Notre
reporter a enquêté sur un phénomène qui se déroule actuellement
à Paris. Il semblerait que le mouvement Nuit Debout, qui se déroule
depuis plusieurs jours et par lequel les mécontents de la politique
actuelle du gouvernement manifestent ainsi leur désaccord en restant
debout la nuit, commence à produire des effets intéressants.
Fatigués
d’être debout sans discontinuer, partout, sur les quais de la
Seine, dans les aéroports, les places publiques, l’Assemblée
Nationale, les toilettes privées pour les plus honteux ou au fond de
caves oubliées, de 18h00 à 8h00 du matin environ, ou encore dans
les magasins, certains ont trouvé un moyen nouveau pour protester
contre cette protestation : ils se sont retrouvés à 8h05 le
matin par centaines dans les bistrots alentours, où ils se sont
couchés sur les comptoirs, sur les machines à sous, les flippers ou
encore dans les PMU pendant de longues heures, et cela de jour. Leur
responsable, Jean Crasse, 38 ans, syndicaliste plongé dans un survêt
marronnasse confit, a dit à notre reporter :
- »Pour
protester contre ces blaireaux de protestataires, on a décidé avec
les copains d’appeler notre mouvement « Couchés de Jour ».

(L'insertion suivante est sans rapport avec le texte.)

//! Domain identifier types with proper encapsulation.

use std::fmt;

use serde::{Deserialize, Serialize};

/// Tracked asset symbol ("btc", "eth", ...) - newtype for type safety.
///
/// The inner String is private so construction normalizes to lowercase.
#[derive(Debug, Clone, PartialEq, Eq, Hash, Serialize, Deserialize)]
pub struct Asset(String);

impl Asset {
    /// Create a new `Asset`, normalizing to lowercase.
    pub fn new(symbol: impl Into<String>) -> Self {
        Self(symbol.into().to_lowercase())
    }

    /// Get the asset symbol as a string slice.
    #[must_use]
    pub fn as_str(&self) -> &str {
        &self.0
    }
}

impl fmt::Display for Asset {
    fn fmt(&self, f: &mut fmt::Formatter<'_>) -> fmt::Result {
        write!(f, "{}", self.0)
    }
}

impl From<String> for Asset {
    fn from(s: String) -> Self {
        Self::new(s)
    }
}

impl From<&str> for Asset {
    fn from(s: &str) -> Self {
        Self::new(s)
    }
}

/// Venue market identifier (slug or condition id) - newtype for type safety.
#[derive(Debug, Clone, PartialEq, Eq, Hash, Serialize, Deserialize)]
pub struct MarketId(String);

impl MarketId {
    /// Create a new `MarketId` from a string.
    pub fn new(id: impl Into<String>) -> Self {
        Self(id.into())
    }

    /// Get the market ID as a string slice.
    #[must_use]
    pub fn as_str(&self) -> &str {
        &self.0
    }
}

impl fmt::Display for MarketId {
    fn fmt(&self, f: &mut fmt::Formatter<'_>) -> fmt::Result {
        write!(f, "{}", self.0)
    }
}

impl From<String> for MarketId {
    fn from(s: String) -> Self {
        Self::new(s)
    }
}

impl From<&str> for MarketId {
    fn from(s: &str) -> Self {
        Self::new(s)
    }
}

/// Unique identifier for a trade record.
///
/// Generated as UUID v4 at order submission; settlement idempotency in the
/// risk ledger keys on this.
#[derive(Debug, Clone, PartialEq, Eq, Hash, Serialize, Deserialize)]
pub struct TradeId(String);

impl TradeId {
    /// Create a new `TradeId` with a generated UUID.
    #[must_use]
    pub fn new() -> Self {
        Self(uuid::Uuid::new_v4().to_string())
    }

    /// Get the trade ID as a string slice.
    #[must_use]
    pub fn as_str(&self) -> &str {
        &self.0
    }
}

impl Default for TradeId {
    fn default() -> Self {
        Self::new()
    }
}

impl fmt::Display for TradeId {
    fn fmt(&self, f: &mut fmt::Formatter<'_>) -> fmt::Result {
        write!(f, "{}", self.0)
    }
}

impl From<String> for TradeId {
    fn from(s: String) -> Self {
        Self(s)
    }
}

impl From<&str> for TradeId {
    fn from(s: &str) -> Self {
        Self(s.to_string())
    }
}

#[cfg(test)]
mod tests {
    use super::*;

    #[test]
    fn asset_normalizes_case() {
        assert_eq!(Asset::from("BTC"), Asset::from("btc"));
        assert_eq!(Asset::from("Eth").as_str(), "eth");
    }

    #[test]
    fn trade_ids_are_unique() {
        assert_ne!(TradeId::new(), TradeId::new());
    }

    #[test]
    fn market_id_display_roundtrip() {
        let id = MarketId::from("btc-updown-5m-1700000000");
        assert_eq!(id.to_string(), "btc-updown-5m-1700000000");
    }
}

D’abord pour les emmerder parce que c’est pas humain de nous
faire rester debout la nuit, on se les pèle, on sait même pas
pourquoi. Mais n’allez surtout pas nous confondre avec les
cotisants de l’ANPE, les chômeurs ou les malades chroniques. Nous
on a des trucs à revendiquer ! »
Notre
reporter ne sait toujours pas lesquels. Pire, il a décidé de ne pas
nous envoyer son présent article, sans nous donner ses raisons.